Belum lagi di antara mereka ada yang pesimis, menduga Allah Ta’ala tidak akan menolong hamba-Nya, menyangka bahwa apa yang akan ia peroleh dari Allah Ta’ala dengan bermaksiat kepada-Nya sama dengan apa yang akan ia peroleh jikalau dirinya menaati-Nya. Menduga, bahwa jika ia meninggalkan sebuah perkara karena Allah Ta’ala, maka tidak akan Allah ganti dengan yang lebih baik. Sungguh praduga dan persangkaan semacam ini termasuk bentuk persangkaan yang buruk (su’uzhan) kepada Allah Ta’ala. Pelakunya telah jatuh ke dalam perbuatan yang terlarang.

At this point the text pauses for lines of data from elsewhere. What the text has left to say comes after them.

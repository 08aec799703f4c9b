use std::path::PathBuf;

use thiserror::Error;

/// Validation errors for identifiers and ranges supplied by callers.
#[derive(Debug, Error, Clone, PartialEq, Eq)]
pub enum ValidationError {
    #[error(
        "invalid source '{value}', expected one of fbref, fotmob, understat, whoscored, sofascore, espn, clubelo, matchhistory, sofifa"
    )]
    InvalidSource { value: String },

    #[error("invalid season '{value}', expected YYZZ (e.g. 2324) or a start year (e.g. 2023)")]
    InvalidSeason { value: String },

    #[error("start year {start} is after end year {end}")]
    InvalidYearRange { start: i32, end: i32 },

    #[error("month {value} is outside 1..=12")]
    InvalidMonth { value: u8 },

    #[error("at least one season is required")]
    EmptySeasons,

    #[error("unknown league '{name}'")]
    UnknownLeague { name: String },
}

/// Failures while loading the declarative configuration.
#[derive(Debug, Error)]
pub enum ConfigError {
    #[error("config file {} not found", path.display())]
    MissingFile { path: PathBuf },

    #[error("failed to read {}: {source}", path.display())]
    Io {
        path: PathBuf,
        #[source]
        source: std::io::Error,
    },

    #[error("failed to parse {}: {source}", path.display())]
    Parse {
        path: PathBuf,
        #[source]
        source: serde_yaml::Error,
    },

    #[error("invalid {file}: {message}")]
    Invalid { file: &'static str, message: String },

    #[error(transparent)]
    Validation(#[from] ValidationError),
}

impl ConfigError {
    pub(crate) fn invalid(file: &'static str, message: impl Into<String>) -> Self {
        Self::Invalid {
            file,
            message: message.into(),
        }
    }
}

/// Errors that abort a whole orchestration run.
#[derive(Debug, Error)]
pub enum OrchestratorError {
    #[error(transparent)]
    Config(#[from] ConfigError),

    #[error(transparent)]
    Validation(#[from] ValidationError),

    #[error("no adapter registered for source '{source_id}'")]
    MissingAdapter { source_id: crate::SourceId },

    #[error("persistence sink unavailable: {message}")]
    SinkUnavailable { message: String },
}
//! # Pitchvault Core
//!
//! Extraction orchestration for the pitchvault football-stats warehouse.
//!
//! ## Modules
//!
//! | Module | Description |
//! |--------|-------------|
//! | [`adapters`] | Source catalog, scraper-export adapter, adapter registry |
//! | [`circuit_breaker`] | Consecutive-failure breaker for sources and the sink |
//! | [`config`] | YAML configuration resolver |
//! | [`data_source`] | Source adapter trait and fetch types |
//! | [`gateway`] | Persistence gateway trait over the warehouse |
//! | [`http_client`] | HTTP transport abstraction |
//! | [`loaders`] | Historical backfill and daily refresh planning |
//! | [`orchestrator`] | Work-unit scheduler and run summaries |
//! | [`retry`] | Bounded exponential backoff |
//! | [`season`] | Season identifiers |
//! | [`source`] | Source identifiers |
//! | [`throttling`] | Shared request-rate budget |
//! | [`validation`] | Required-field row checks |
//!
//! ## Quick Start
//!
//! ```rust,ignore
//! use std::sync::Arc;
//! use pitchvault_core::{config, AdapterRegistry, Orchestrator, RunRequest, Season, Warehouse};
//!
//! let config = config::resolve("config")?;
//! let warehouse = Warehouse::open_default()?;
//! let orchestrator = Orchestrator::new(
//!     &config,
//!     AdapterRegistry::from_config(&config),
//!     Arc::new(warehouse),
//! );
//! let request = RunRequest::from_selection(
//!     &config,
//!     "orchestrate",
//!     &[String::from("understat")],
//!     &[],
//!     vec![Season::parse("2324")?],
//!     true,
//! )?;
//! let summary = orchestrator.run(&request).await?;
//! println!("{} units completed", summary.totals.completed);
//! ```

pub mod adapters;
pub mod circuit_breaker;
pub mod config;
pub mod data_source;
pub mod error;
pub mod gateway;
pub mod http_client;
pub mod loaders;
pub mod orchestrator;
pub mod retry;
pub mod season;
pub mod source;
pub mod throttling;
pub mod validation;

pub use adapters::{AdapterRegistry, ScraperAdapter};
pub use config::{LeagueConfig, ResolvedConfig};
pub use data_source::{
    ExtractedTables, FetchError, FetchErrorKind, FetchRequest, SourceAdapter, TableSpec,
};
pub use error::{ConfigError, OrchestratorError, ValidationError};
pub use gateway::{PersistenceError, PersistenceGateway};
pub use loaders::{DailyPlan, DailyUpdater, HistoricalLoader, HistoricalPlan};
pub use orchestrator::{
    AttemptObserver, AttemptRecord, Orchestrator, RunRequest, RunSummary, SourceSummary,
    UnitError, UnitOutcome, UnitReport, WorkUnit,
};
pub use retry::{RetryError, RetryPolicy, Retryable};
pub use season::Season;
pub use source::SourceId;
pub use throttling::{RateLimitConfig, RateLimiter};

pub use pitchvault_warehouse::{
    LoadState, LoadStatus, QueryResult, Row, RunRecord, StatusFilter, StatusKey, StatusUpdate,
    Warehouse, WarehouseConfig, WarehouseError,
};
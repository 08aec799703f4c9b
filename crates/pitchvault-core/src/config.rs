//! Declarative configuration loaded from a config directory.
//!
//! | File | Required | Contents |
//! |------|----------|----------|
//! | `data_sources.yaml` | yes | source enablement and priority, scraper endpoint, retry and rate limits |
//! | `leagues.yaml` | yes | leagues, their per-source identifiers and season months |
//! | `logging.yaml` | no | log level and destinations |
//!
//! [`resolve`] reads these once and returns an immutable [`ResolvedConfig`].

use std::collections::{BTreeMap, BTreeSet};
use std::fs;
use std::path::{Path, PathBuf};
use std::time::Duration;

use serde::de::DeserializeOwned;
use serde::{Deserialize, Serialize};

use crate::retry::RetryPolicy;
use crate::season::{DEFAULT_END_MONTH, DEFAULT_START_MONTH};
use crate::throttling::RateLimitConfig;
use crate::{ConfigError, SourceId, ValidationError};

pub const DATA_SOURCES_FILE: &str = "data_sources.yaml";
pub const LEAGUES_FILE: &str = "leagues.yaml";
pub const LOGGING_FILE: &str = "logging.yaml";

const DEFAULT_PRIORITY: u32 = 999;
const DEFAULT_SCRAPER_URL: &str = "http://127.0.0.1:8765";

/// Where the scraper export service lives.
#[derive(Debug, Clone, PartialEq, Eq, Serialize)]
pub struct ScraperConfig {
    pub base_url: String,
    pub timeout_ms: u64,
}

impl Default for ScraperConfig {
    fn default() -> Self {
        Self {
            base_url: String::from(DEFAULT_SCRAPER_URL),
            timeout_ms: 30_000,
        }
    }
}

/// Logging preferences; the CLI turns these into a subscriber.
#[derive(Debug, Clone, PartialEq, Eq, Serialize, Deserialize)]
#[serde(default)]
pub struct LoggingConfig {
    pub log_level: String,
    pub log_dir: PathBuf,
    pub log_to_file: bool,
    pub log_to_console: bool,
}

impl Default for LoggingConfig {
    fn default() -> Self {
        Self {
            log_level: String::from("info"),
            log_dir: PathBuf::from("logs"),
            log_to_file: true,
            log_to_console: true,
        }
    }
}

/// One configured league.
#[derive(Debug, Clone, PartialEq, Eq, Serialize)]
pub struct LeagueConfig {
    pub name: String,
    pub soccerdata_id: Option<String>,
    pub enabled: bool,
    pub season_start_month: u8,
    pub season_end_month: u8,
    /// Per-source identifier overrides. `None` marks a source that does not
    /// cover this league.
    pub ids: BTreeMap<SourceId, Option<String>>,
}

impl LeagueConfig {
    /// Identifier `source` uses for this league, if it covers it.
    pub fn id_for(&self, source: SourceId) -> Option<&str> {
        match self.ids.get(&source) {
            Some(id) => id.as_deref(),
            None => Some(
                self.soccerdata_id
                    .as_deref()
                    .unwrap_or(self.name.as_str()),
            ),
        }
    }
}

/// Fully validated configuration shared by the orchestrator and adapters.
#[derive(Debug, Clone, PartialEq, Serialize)]
pub struct ResolvedConfig {
    pub config_dir: PathBuf,
    /// Enabled sources, highest priority first.
    pub enabled_sources: Vec<SourceId>,
    pub leagues: Vec<LeagueConfig>,
    pub retry: RetryPolicy,
    pub rate_limit: RateLimitConfig,
    pub scraper: ScraperConfig,
    pub sink_failure_threshold: u32,
    pub logging: LoggingConfig,
}

impl ResolvedConfig {
    pub fn league(&self, name: &str) -> Option<&LeagueConfig> {
        self.leagues.iter().find(|league| league.name == name)
    }

    /// Requested sources in the given order, or every enabled source when
    /// none are requested.
    pub fn select_sources(&self, requested: &[String]) -> Result<Vec<SourceId>, ValidationError> {
        if requested.is_empty() {
            return Ok(self.enabled_sources.clone());
        }

        let mut selected = Vec::with_capacity(requested.len());
        for value in requested {
            let source = value.parse::<SourceId>()?;
            if !selected.contains(&source) {
                selected.push(source);
            }
        }
        Ok(selected)
    }

    /// Requested leagues in the given order, or every enabled league when
    /// none are requested.
    pub fn select_leagues(
        &self,
        requested: &[String],
    ) -> Result<Vec<LeagueConfig>, ValidationError> {
        if requested.is_empty() {
            return Ok(self
                .leagues
                .iter()
                .filter(|league| league.enabled)
                .cloned()
                .collect());
        }

        let mut selected: Vec<LeagueConfig> = Vec::with_capacity(requested.len());
        for name in requested {
            let league = self
                .league(name)
                .ok_or_else(|| ValidationError::UnknownLeague { name: name.clone() })?;
            if !selected.iter().any(|existing| existing.name == league.name) {
                selected.push(league.clone());
            }
        }
        Ok(selected)
    }
}

#[derive(Debug, Deserialize)]
struct DataSourcesFile {
    sources: BTreeMap<String, RawSource>,
    #[serde(default)]
    scraper: RawScraper,
    #[serde(default)]
    extraction: RawExtraction,
}

#[derive(Debug, Deserialize)]
struct RawSource {
    #[serde(default = "default_true")]
    enabled: bool,
    #[serde(default)]
    priority: Option<u32>,
}

#[derive(Debug, Default, Deserialize)]
struct RawScraper {
    base_url: Option<String>,
    timeout_ms: Option<u64>,
}

#[derive(Debug, Default, Deserialize)]
struct RawExtraction {
    #[serde(default)]
    retry: RawRetry,
    #[serde(default)]
    rate_limiting: RawRateLimit,
    sink_failure_threshold: Option<u32>,
}

#[derive(Debug, Deserialize)]
#[serde(default)]
struct RawRetry {
    max_attempts: i64,
    initial_delay: f64,
    max_delay: f64,
    #[serde(alias = "backoff_base")]
    exponential_base: f64,
    jitter: bool,
}

impl Default for RawRetry {
    fn default() -> Self {
        Self {
            max_attempts: 3,
            initial_delay: 2.0,
            max_delay: 60.0,
            exponential_base: 2.0,
            jitter: false,
        }
    }
}

#[derive(Debug, Deserialize)]
#[serde(default)]
struct RawRateLimit {
    enabled: bool,
    requests_per_minute: i64,
    delay_between_requests: f64,
}

impl Default for RawRateLimit {
    fn default() -> Self {
        Self {
            enabled: true,
            requests_per_minute: 20,
            delay_between_requests: 3.0,
        }
    }
}

#[derive(Debug, Deserialize)]
struct LeaguesFile {
    leagues: Vec<RawLeague>,
}

#[derive(Debug, Deserialize)]
struct RawLeague {
    name: String,
    soccerdata_id: Option<String>,
    #[serde(default = "default_true")]
    enabled: bool,
    season_start_month: Option<u8>,
    season_end_month: Option<u8>,
    #[serde(default)]
    ids: BTreeMap<String, Option<String>>,
}

const fn default_true() -> bool {
    true
}

/// Load and validate the configuration in `config_dir`.
///
/// # Errors
/// Returns [`ConfigError`] when a required file is missing, cannot be parsed,
/// or holds values that fail validation.
pub fn resolve(config_dir: impl AsRef<Path>) -> Result<ResolvedConfig, ConfigError> {
    let config_dir = config_dir.as_ref();

    let sources_file: DataSourcesFile = read_yaml(&config_dir.join(DATA_SOURCES_FILE))?;
    let leagues_file: LeaguesFile = read_yaml(&config_dir.join(LEAGUES_FILE))?;
    let logging_path = config_dir.join(LOGGING_FILE);
    let logging = if logging_path.exists() {
        read_yaml::<LoggingConfig>(&logging_path)?
    } else {
        LoggingConfig::default()
    };

    let enabled_sources = resolve_sources(&sources_file.sources)?;
    let retry = resolve_retry(&sources_file.extraction.retry)?;
    let rate_limit = resolve_rate_limit(&sources_file.extraction.rate_limiting)?;
    let sink_failure_threshold = sources_file.extraction.sink_failure_threshold.unwrap_or(3);
    if sink_failure_threshold == 0 {
        return Err(ConfigError::invalid(
            DATA_SOURCES_FILE,
            "extraction.sink_failure_threshold must be greater than zero",
        ));
    }

    let scraper = ScraperConfig {
        base_url: sources_file
            .scraper
            .base_url
            .map(|url| url.trim_end_matches('/').to_string())
            .unwrap_or_else(|| String::from(DEFAULT_SCRAPER_URL)),
        timeout_ms: sources_file.scraper.timeout_ms.unwrap_or(30_000).max(1),
    };

    Ok(ResolvedConfig {
        config_dir: config_dir.to_path_buf(),
        enabled_sources,
        leagues: resolve_leagues(leagues_file.leagues)?,
        retry,
        rate_limit,
        scraper,
        sink_failure_threshold,
        logging,
    })
}

fn read_yaml<T: DeserializeOwned>(path: &Path) -> Result<T, ConfigError> {
    if !path.exists() {
        return Err(ConfigError::MissingFile {
            path: path.to_path_buf(),
        });
    }

    let content = fs::read_to_string(path).map_err(|source| ConfigError::Io {
        path: path.to_path_buf(),
        source,
    })?;
    serde_yaml::from_str(&content).map_err(|source| ConfigError::Parse {
        path: path.to_path_buf(),
        source,
    })
}

fn resolve_sources(raw: &BTreeMap<String, RawSource>) -> Result<Vec<SourceId>, ConfigError> {
    let mut enabled = Vec::new();
    for (name, source) in raw {
        let id = name
            .parse::<SourceId>()
            .map_err(|error| ConfigError::invalid(DATA_SOURCES_FILE, error.to_string()))?;
        if source.enabled {
            enabled.push((source.priority.unwrap_or(DEFAULT_PRIORITY), id));
        }
    }

    enabled.sort();
    Ok(enabled.into_iter().map(|(_, id)| id).collect())
}

fn resolve_retry(raw: &RawRetry) -> Result<RetryPolicy, ConfigError> {
    let max_attempts = u32::try_from(raw.max_attempts)
        .ok()
        .filter(|attempts| *attempts > 0)
        .ok_or_else(|| {
            ConfigError::invalid(
                DATA_SOURCES_FILE,
                "extraction.retry.max_attempts must be a positive integer",
            )
        })?;
    let checks = [
        ("initial_delay", raw.initial_delay, 0.0),
        ("max_delay", raw.max_delay, 0.0),
        ("exponential_base", raw.exponential_base, 1.0),
    ];
    for (field, value, minimum) in checks {
        if !value.is_finite() || value < minimum {
            return Err(ConfigError::invalid(
                DATA_SOURCES_FILE,
                format!("extraction.retry.{field} must be at least {minimum}"),
            ));
        }
    }

    Ok(RetryPolicy {
        max_attempts,
        initial_delay: seconds("extraction.retry.initial_delay", raw.initial_delay)?,
        max_delay: seconds("extraction.retry.max_delay", raw.max_delay)?,
        backoff_base: raw.exponential_base,
        jitter: raw.jitter,
    })
}

fn resolve_rate_limit(raw: &RawRateLimit) -> Result<RateLimitConfig, ConfigError> {
    let requests_per_minute = u32::try_from(raw.requests_per_minute)
        .ok()
        .filter(|rpm| *rpm > 0)
        .ok_or_else(|| {
            ConfigError::invalid(
                DATA_SOURCES_FILE,
                "extraction.rate_limiting.requests_per_minute must be a positive integer",
            )
        })?;
    if !raw.delay_between_requests.is_finite() || raw.delay_between_requests < 0.0 {
        return Err(ConfigError::invalid(
            DATA_SOURCES_FILE,
            "extraction.rate_limiting.delay_between_requests must not be negative",
        ));
    }

    Ok(RateLimitConfig {
        enabled: raw.enabled,
        requests_per_minute,
        delay_between_requests: seconds(
            "extraction.rate_limiting.delay_between_requests",
            raw.delay_between_requests,
        )?,
    })
}

fn seconds(field: &str, value: f64) -> Result<Duration, ConfigError> {
    Duration::try_from_secs_f64(value).map_err(|_| {
        ConfigError::invalid(
            DATA_SOURCES_FILE,
            format!("{field} is not a representable number of seconds"),
        )
    })
}

fn resolve_leagues(raw: Vec<RawLeague>) -> Result<Vec<LeagueConfig>, ConfigError> {
    let mut seen = BTreeSet::new();
    let mut leagues = Vec::with_capacity(raw.len());

    for league in raw {
        let name = league.name.trim().to_string();
        if name.is_empty() {
            return Err(ConfigError::invalid(LEAGUES_FILE, "league name must not be empty"));
        }
        if !seen.insert(name.clone()) {
            return Err(ConfigError::invalid(
                LEAGUES_FILE,
                format!("league '{name}' is defined more than once"),
            ));
        }

        let season_start_month = league.season_start_month.unwrap_or(DEFAULT_START_MONTH);
        let season_end_month = league.season_end_month.unwrap_or(DEFAULT_END_MONTH);
        for month in [season_start_month, season_end_month] {
            if !(1..=12).contains(&month) {
                return Err(ConfigError::invalid(
                    LEAGUES_FILE,
                    format!("league '{name}': {}", ValidationError::InvalidMonth { value: month }),
                ));
            }
        }

        let mut ids = BTreeMap::new();
        for (source, id) in league.ids {
            let source = source.parse::<SourceId>().map_err(|error| {
                ConfigError::invalid(LEAGUES_FILE, format!("league '{name}': {error}"))
            })?;
            ids.insert(source, id.filter(|id| !id.trim().is_empty()));
        }

        leagues.push(LeagueConfig {
            name,
            soccerdata_id: league.soccerdata_id,
            enabled: league.enabled,
            season_start_month,
            season_end_month,
            ids,
        });
    }

    Ok(leagues)
}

Kenapa bisa begitu? Karena ia beranggapan perihal Allah Ta’ala dengan sesuatu yang tidak sesuai dan tidak layak disandingkan dengan nama-nama-Nya yang mulia dan sifat-sifat-Nya yang agung, menisbatkan Allah Ta’ala kepada sesuatu yang tidak sejalan dengan keindahan dan kesempurnaan-Nya.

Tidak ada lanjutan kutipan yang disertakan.